Wyświetl Pojedyńczy Post
Stary 23-10-2013, 08:06   #33
brody
Konto usunięte
 
Reputacja: 1 brody ma wspaniałą reputacjębrody ma wspaniałą reputacjębrody ma wspaniałą reputacjębrody ma wspaniałą reputacjębrody ma wspaniałą reputacjębrody ma wspaniałą reputacjębrody ma wspaniałą reputacjębrody ma wspaniałą reputacjębrody ma wspaniałą reputacjębrody ma wspaniałą reputacjębrody ma wspaniałą reputację
Zachowanie Bazhukova wyraźnie nie podobało się Elizabeth, ale słowa i pytania jakie tym razem wypowiedział Rosjanin musiały w jakiś sposób przekonać ją do jego osoby.
- Już wiem dlaczego ojciec pana lubił - rzekła, gdy Wladimir skończył swoją tyradę - Ma pan przenikliwy i jasny umysł. I choć zdecydowanie zbyt pochopnie wyciąga pan wnioski, to na pewno jest pan człowiekiem inteligentnym i bystrym. Gdyby jeszcze nie był pan takim grubianinem...
Elizabeth zamyśliła się na chwilę, po czym kontynuowała:
- W jednym jednak muszę się z panem zgodzić. W tej chwili wcale nie mamy pewności, że mój ojciec nie żyje. Nikt z nas nie widział ciała i musimy polegać na świadectwie mieszkańców. Nie mogę oczywiście powiedzieć, że wszyscy tutejsi mieszkańcy, to oszuści i ludzie nieżyczliwie, ale musimy być ostrożni zwłaszcza biorąc pod uwagę ostatnie wydarzenia.

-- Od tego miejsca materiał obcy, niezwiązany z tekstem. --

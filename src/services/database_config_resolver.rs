// データベース設定の解決サービス
//
// 環境変数による上書きをサービス層で扱い、coreは純粋な構造体に保つ。

use crate::core::config::DatabaseConfig;

/// データベース設定の解決ユーティリティ
#[derive(Debug, Clone, Default)]
pub struct DatabaseConfigResolver;

impl DatabaseConfigResolver {
    /// 環境変数による上書きを適用
    pub fn apply_env_overrides(base: &DatabaseConfig) -> DatabaseConfig {
        Self::apply_overrides(base, |name| std::env::var(name).ok())
    }

    /// 任意の変数ソースによる上書きを適用
    ///
    /// `DB_NAME` と `DB_DATABASE` の両方がある場合は `DB_NAME` が優先されます。
    /// 数値として解釈できない `DB_PORT` は無視されます。
    pub fn apply_overrides<F>(base: &DatabaseConfig, lookup: F) -> DatabaseConfig
    where
        F: Fn(&str) -> Option<String>,
    {
        let mut config = base.clone();

        if let Some(host) = lookup("DB_HOST") {
            config.host = host;
        }
        if let Some(port) = lookup("DB_PORT") {
            if let Ok(port_num) = port.parse::<u16>() {
                config.port = Some(port_num);
            }
        }
        if let Some(database) = lookup("DB_NAME").or_else(|| lookup("DB_DATABASE")) {
            config.database = database;
        }
        if let Some(user) = lookup("DB_USER") {
            config.user = Some(user);
        }
        if let Some(password) = lookup("DB_PASSWORD") {
            config.password = Some(password);
        }

        config
    }
}
// 検証クエリログ
//
// 発行したすべての検証クエリを、1行の見出しとともに監査用ファイルへ追記します。
// ファイルは実行開始時に一度だけ切り詰められ、以降はエントリごとに追記モードで開きます。

use crate::core::error::IoError;
use crate::core::naming;
use chrono::Local;
use std::fs::{self, OpenOptions};
use std::io::Write;
use std::path::{Path, PathBuf};

/// クエリログの書き込み先
pub trait QueryLog: Send {
    /// クエリを記録
    ///
    /// `params` はプレースホルダーにバインドされる値です。
    fn record(&mut self, header: &str, sql: &str, params: &[String]) -> Result<(), IoError>;
}

/// ファイルに記録されるエントリ本体を生成
pub fn format_entry(header: &str, sql: &str, params: &[String]) -> String {
    let mut entry = format!("\n-- {}\n{};\n", header, sql.trim());
    if !params.is_empty() {
        let rendered: Vec<String> = params.iter().map(|p| format!("'{}'", p)).collect();
        entry.push_str(&format!("-- params: {}\n", rendered.join(", ")));
    }
    entry
}

/// ファイルベースのクエリログ
#[derive(Debug, Clone)]
pub struct SqlLogFile {
    path: PathBuf,
}

impl SqlLogFile {
    /// ログファイルを初期化
    ///
    /// 既存の内容は破棄され、入力ファイル名を含むヘッダーが書き込まれます。
    pub fn create(path: &Path, input_name: &str) -> Result<Self, IoError> {
        let header = format!(
            "-- {}.sql generated for input: {}\n-- started at {}\n",
            naming::APP_NAME,
            input_name,
            Local::now().format("%Y-%m-%d %H:%M:%S")
        );
        fs::write(path, header).map_err(|e| IoError::FileWrite {
            path: path.display().to_string(),
            cause: e.to_string(),
        })?;

        Ok(Self {
            path: path.to_path_buf(),
        })
    }

    /// ログファイルのパス
    pub fn path(&self) -> &Path {
        &self.path
    }
}

impl QueryLog for SqlLogFile {
    fn record(&mut self, header: &str, sql: &str, params: &[String]) -> Result<(), IoError> {
        let to_write_error = |e: std::io::Error| IoError::FileWrite {
            path: self.path.display().to_string(),
            cause: e.to_string(),
        };

        let mut file = OpenOptions::new()
            .append(true)
            .open(&self.path)
            .map_err(to_write_error)?;
        file.write_all(format_entry(header, sql, params).as_bytes())
            .map_err(to_write_error)
    }
}

/// 記録済みエントリ
#[derive(Debug, Clone, PartialEq, Eq)]
pub struct LoggedQuery {
    pub header: String,
    pub sql: String,
    pub params: Vec<String>,
}

/// メモリ上のクエリログ
#[derive(Debug, Clone, Default)]
pub struct InMemoryQueryLog {
    entries: Vec<LoggedQuery>,
}

impl InMemoryQueryLog {
    pub fn new() -> Self {
        Self::default()
    }

    pub fn entries(&self) -> &[LoggedQuery] {
        &self.entries
    }
}

impl QueryLog for InMemoryQueryLog {
    fn record(&mut self, header: &str, sql: &str, params: &[String]) -> Result<(), IoError> {
        self.entries.push(LoggedQuery {
            header: header.to_string(),
            sql: sql.trim().to_string(),
            params: params.to_vec(),
        });
        Ok(())
    }
}

#[cfg(test)]
mod tests {
    use super::*;
    use tempfile::TempDir;

    #[test]
    fn test_format_entry_without_params() {
        let entry = format_entry("count t1", "  SELECT COUNT(*) FROM t1  ", &[]);
        assert_eq!(entry, "\n-- count t1\nSELECT COUNT(*) FROM t1;\n");
    }

    #[test]
    fn test_format_entry_with_params() {
        let entry = format_entry(
            "check column t1.id",
            "SELECT 1 WHERE a = ? AND b = ?",
            &["t1".to_string(), "id".to_string()],
        );
        assert!(entry.ends_with("-- params: 't1', 'id'\n"));
    }

    #[test]
    fn test_create_truncates_existing_log() {
        let temp_dir = TempDir::new().unwrap();
        let path = temp_dir.path().join("checkdb.sql");
        fs::write(&path, "stale content from a previous run").unwrap();

        let log = SqlLogFile::create(&path, "db1.txt").unwrap();
        let content = fs::read_to_string(log.path()).unwrap();

        assert!(content.starts_with("-- checkdb.sql generated for input: db1.txt\n"));
        assert!(!content.contains("stale content"));
    }

    #[test]
    fn test_record_appends_entries() {
        let temp_dir = TempDir::new().unwrap();
        let path = temp_dir.path().join("checkdb.sql");

        let mut log = SqlLogFile::create(&path, "db1.txt").unwrap();
        log.record("count t1", "SELECT COUNT(*) FROM t1", &[]).unwrap();
        log.record("count t2", "SELECT COUNT(*) FROM t2", &[]).unwrap();

        let content = fs::read_to_string(&path).unwrap();
        let first = content.find("-- count t1").unwrap();
        let second = content.find("-- count t2").unwrap();
        assert!(first < second);
        assert!(content.contains("SELECT COUNT(*) FROM t2;\n"));
    }

    #[test]
    fn test_create_in_missing_directory_fails() {
        let temp_dir = TempDir::new().unwrap();
        let path = temp_dir.path().join("no_such_dir").join("checkdb.sql");

        let err = SqlLogFile::create(&path, "db1.txt").unwrap_err();
        assert!(err.is_file_write());
    }

    #[test]
    fn test_in_memory_log() {
        let mut log = InMemoryQueryLog::new();
        log.record("h", " SELECT 1 ", &["x".to_string()]).unwrap();

        assert_eq!(log.entries().len(), 1);
        assert_eq!(log.entries()[0].sql, "SELECT 1");
        assert_eq!(log.entries()[0].params, vec!["x".to_string()]);
    }
}
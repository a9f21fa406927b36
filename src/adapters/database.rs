// データベース接続アダプター
//
// SQLxを使用したデータベース接続の管理を行います。
// 検証は単一接続上で逐次実行するため、プールは1接続に制限します。

use crate::adapters::connection_string;
use crate::core::config::{DatabaseConfig, Dialect};
use crate::core::error::DatabaseError;
use sqlx::pool::{PoolConnection, PoolOptions};
use sqlx::{Any, AnyPool};
use std::time::Duration;

/// 接続取得のデフォルトタイムアウト（秒）
const DEFAULT_ACQUIRE_TIMEOUT_SECS: u64 = 30;

/// データベース接続サービス
///
/// データベース接続プールの初期化と管理を行います。
#[derive(Debug, Clone)]
pub struct DatabaseConnectionService {
    // 将来的な拡張のためのフィールドを予約
}

impl DatabaseConnectionService {
    /// 新しいDatabaseConnectionServiceを作成
    pub fn new() -> Self {
        Self {}
    }

    /// データベース接続文字列を構築
    pub fn build_connection_string(&self, dialect: Dialect, config: &DatabaseConfig) -> String {
        connection_string::build_connection_string(dialect, config)
    }

    /// データベース接続プールを作成
    ///
    /// # Arguments
    ///
    /// * `dialect` - データベース方言
    /// * `config` - データベース設定
    ///
    /// # Returns
    ///
    /// 接続プールまたはエラー
    pub async fn create_pool(
        &self,
        dialect: Dialect,
        config: &DatabaseConfig,
    ) -> Result<AnyPool, DatabaseError> {
        let connection_string = self.build_connection_string(dialect, config);

        self.create_pool_options(config.timeout)
            .connect(&connection_string)
            .await
            .map_err(|e| DatabaseError::Connection {
                message: format!("Failed to connect to {} database '{}'", dialect, config.database),
                cause: e.to_string(),
            })
    }

    /// 検証用の接続を1本取得
    ///
    /// 返される `PoolConnection` はスコープを抜けるとプールに返却されます。
    pub async fn acquire(&self, pool: &AnyPool) -> Result<PoolConnection<Any>, DatabaseError> {
        pool.acquire()
            .await
            .map_err(|e| DatabaseError::Connection {
                message: "Failed to acquire database connection".to_string(),
                cause: e.to_string(),
            })
    }

    /// 単一接続のプールオプションを作成
    ///
    /// タイムアウト未設定の場合は30秒を使用します。
    pub fn create_pool_options(&self, timeout_secs: Option<u64>) -> PoolOptions<Any> {
        let timeout = timeout_secs.unwrap_or(DEFAULT_ACQUIRE_TIMEOUT_SECS);
        PoolOptions::new()
            .max_connections(1)
            .acquire_timeout(Duration::from_secs(timeout))
    }

    /// 接続プールを閉じる
    pub async fn close_pool(&self, pool: AnyPool) {
        pool.close().await;
    }
}

impl Default for DatabaseConnectionService {
    fn default() -> Self {
        Self::new()
    }
}
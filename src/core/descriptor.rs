// テーブル記述子
//
// スキーマ記述ファイルの1行から得られるテーブル定義を表現します。
// パース後は不変で、以降の検証処理はすべて参照のみを行います。

use serde::Serialize;

/// 外部キー宣言
#[derive(Debug, Clone, PartialEq, Eq, Serialize)]
pub struct ForeignKey {
    /// 参照元カラム
    pub column: String,
    /// 参照先テーブル
    pub referenced_table: String,
    /// 参照先カラム
    pub referenced_column: String,
}

impl ForeignKey {
    /// 新しい外部キー宣言を作成
    pub fn new(column: String, referenced_table: String, referenced_column: String) -> Self {
        Self {
            column,
            referenced_table,
            referenced_column,
        }
    }
}

/// テーブル記述子
///
/// 名前はすべて小文字に正規化済みです。
#[derive(Debug, Clone, PartialEq, Eq, Serialize)]
pub struct TableDescriptor {
    /// テーブル名
    pub name: String,
    /// 宣言順のカラム名
    pub columns: Vec<String>,
    /// プライマリキー（単一カラム）
    pub primary_key: Option<String>,
    /// 外部キー宣言（宣言順）
    pub foreign_keys: Vec<ForeignKey>,
}

impl TableDescriptor {
    /// 新しいテーブル記述子を作成
    pub fn new(name: String) -> Self {
        Self {
            name,
            columns: Vec::new(),
            primary_key: None,
            foreign_keys: Vec::new(),
        }
    }

    /// 外部キーを持つかどうか
    pub fn has_foreign_keys(&self) -> bool {
        !self.foreign_keys.is_empty()
    }

    /// 指定したカラムが外部キーかどうか
    pub fn is_foreign_key_column(&self, column: &str) -> bool {
        self.foreign_keys.iter().any(|fk| fk.column == column)
    }
}
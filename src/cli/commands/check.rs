// checkコマンドハンドラー
//
// スキーマ記述ファイルを読み込み、ライブのデータベースに対して
// 構造・参照整合性・正規化を検証してレポートを出力します。
// - 入力エラーはデータベースに接続する前に検出
// - 全クエリは1本の接続上で逐次実行し、終了時にプールを閉じる
// - レポートはファイルに書き出し、同じ内容を標準出力にも返す

use crate::adapters::database::DatabaseConnectionService;
use crate::adapters::probe::SqlxProbe;
use crate::adapters::query_log::{QueryLog, SqlLogFile};
use crate::cli::command_context::CommandContext;
use crate::cli::OutputFormat;
use crate::core::config::Dialect;
use crate::core::descriptor::TableDescriptor;
use crate::core::error::{InputError, IoError};
use crate::core::naming;
use crate::core::verdict::VerificationReport;
use crate::services::report_formatter::ReportFormatter;
use crate::services::schema_file_reader::SchemaFileReader;
use crate::services::verification_runner::VerificationRunner;
use anyhow::{Context, Result};
use colored::Colorize;
use indicatif::{ProgressBar, ProgressStyle};
use sqlx::AnyPool;
use std::fs;
use std::path::{Path, PathBuf};
use tracing::{debug, info};

/// checkコマンドの入力パラメータ
#[derive(Debug, Clone)]
pub struct CheckCommand {
    /// スキーマ記述ファイル
    pub input_path: PathBuf,
    /// カスタム設定ファイルパス
    pub config_path: Option<PathBuf>,
    /// 環境名
    pub env: String,
    /// 方言の上書き
    pub dialect: Option<Dialect>,
    /// レポートファイル（指定されない場合は `refintnorm-<入力ファイル名>`）
    pub output_path: Option<PathBuf>,
    /// クエリログファイル
    pub sql_log_path: PathBuf,
    /// 出力フォーマット
    pub format: OutputFormat,
    /// プログレスバーを表示するかどうか
    pub show_progress: bool,
}

/// checkコマンドハンドラー
#[derive(Debug, Clone)]
pub struct CheckCommandHandler {
    reader: SchemaFileReader,
    formatter: ReportFormatter,
}

impl CheckCommandHandler {
    /// 新しいCheckCommandHandlerを作成
    pub fn new() -> Self {
        Self {
            reader: SchemaFileReader::new(),
            formatter: ReportFormatter::new(),
        }
    }

    /// checkコマンドを実行
    ///
    /// # Returns
    ///
    /// 標準出力に表示する文字列
    pub async fn execute(&self, command: &CheckCommand) -> Result<String> {
        debug!(input = %command.input_path.display(), env = %command.env, "Executing check command");

        let tables = self.read_tables(&command.input_path)?;
        let input_name = input_file_name(&command.input_path);

        let context = CommandContext::load(command.config_path.clone())?;
        let dialect = context.dialect(command.dialect);

        let mut log = SqlLogFile::create(&command.sql_log_path, &input_name)
            .with_context(|| "Failed to initialize query log")?;

        let pool = context.connect_pool(&command.env, dialect).await?;
        info!(dialect = %dialect, tables = tables.len(), "Connected to database");

        let db_service = DatabaseConnectionService::new();
        let result = self
            .verify_all(&pool, dialect, &tables, &mut log, command.show_progress)
            .await;
        db_service.close_pool(pool).await;
        let report = result?;

        let text = self.formatter.format_text(&report);
        let output_path = command
            .output_path
            .clone()
            .unwrap_or_else(|| PathBuf::from(naming::report_file_name(&input_name)));
        write_report(&output_path, &text)?;
        info!(path = %output_path.display(), "Report written");

        match command.format {
            OutputFormat::Text => Ok(format!(
                "{}\n{} {}\n{} {}",
                text,
                "Report written to".green(),
                output_path.display(),
                "Query log written to".green(),
                log.path().display()
            )),
            OutputFormat::Json => self.formatter.format_json(&report),
        }
    }

    /// スキーマ記述ファイルを読み込み、1つ以上のテーブルがあることを確認
    fn read_tables(&self, input_path: &Path) -> Result<Vec<TableDescriptor>> {
        let tables = self
            .reader
            .parse_file(input_path)
            .with_context(|| "Failed to read schema description file")?;

        if tables.is_empty() {
            return Err(InputError::NoTables {
                path: input_path.display().to_string(),
            }
            .into());
        }
        Ok(tables)
    }

    /// 1本の接続上で全テーブルを検証
    ///
    /// 接続はこの関数のスコープを抜けるとプールに返却されます。
    async fn verify_all(
        &self,
        pool: &AnyPool,
        dialect: Dialect,
        tables: &[TableDescriptor],
        log: &mut dyn QueryLog,
        show_progress: bool,
    ) -> Result<VerificationReport> {
        let db_service = DatabaseConnectionService::new();
        let mut conn = db_service.acquire(pool).await?;
        let mut probe = SqlxProbe::new(&mut *conn, dialect, log);
        let runner = VerificationRunner::new(dialect);

        let progress = create_progress_bar(tables.len(), show_progress);
        let mut verdicts = Vec::with_capacity(tables.len());
        for table in tables {
            progress.set_message(table.name.clone());
            let verdict = runner
                .verify_table(&mut probe, table)
                .await
                .with_context(|| format!("Failed to verify table '{}'", table.name));
            let verdict = match verdict {
                Ok(verdict) => verdict,
                Err(e) => {
                    progress.abandon();
                    return Err(e);
                }
            };
            verdicts.push(verdict);
            progress.inc(1);
        }
        progress.finish_and_clear();

        Ok(VerificationReport::new(verdicts))
    }
}

impl Default for CheckCommandHandler {
    fn default() -> Self {
        Self::new()
    }
}

/// 入力パスのファイル名部分
fn input_file_name(path: &Path) -> String {
    path.file_name()
        .map(|name| name.to_string_lossy().into_owned())
        .unwrap_or_else(|| path.display().to_string())
}

/// テーブル数に応じたプログレスバーを作成
fn create_progress_bar(len: usize, visible: bool) -> ProgressBar {
    if !visible {
        return ProgressBar::hidden();
    }

    let progress = ProgressBar::new(len as u64);
    let style = ProgressStyle::with_template("{spinner} [{bar:30}] {pos}/{len} {msg}")
        .unwrap_or_else(|_| ProgressStyle::default_bar())
        .progress_chars("=> ");
    progress.set_style(style);
    progress
}

/// レポートをファイルに書き出す
fn write_report(path: &Path, text: &str) -> Result<(), IoError> {
    fs::write(path, text).map_err(|e| IoError::FileWrite {
        path: path.display().to_string(),
        cause: e.to_string(),
    })
}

A co do kontaktów z lokalnymi władzami, to naprawdę musimy z nimi współpracować. To są Stany panie Bazhukov, a nie Rosja. Tutaj mimo wszystko nadal obowiązuje prawo i demokracja. Nikt nikogo nie będzie zamykał tylko dlatego, że zadaje niewygodne pytania.
Wydaje mi się, że w pierwszej kolejności powinniśmy ponownie porozmawiać z panem Terenbachem i dopiero po tej rozmowie postanowić co dalej. Jestem jednak otwarta na wasze sugestie.
 
__________________
Konto usunięte na prośbę użytkownika.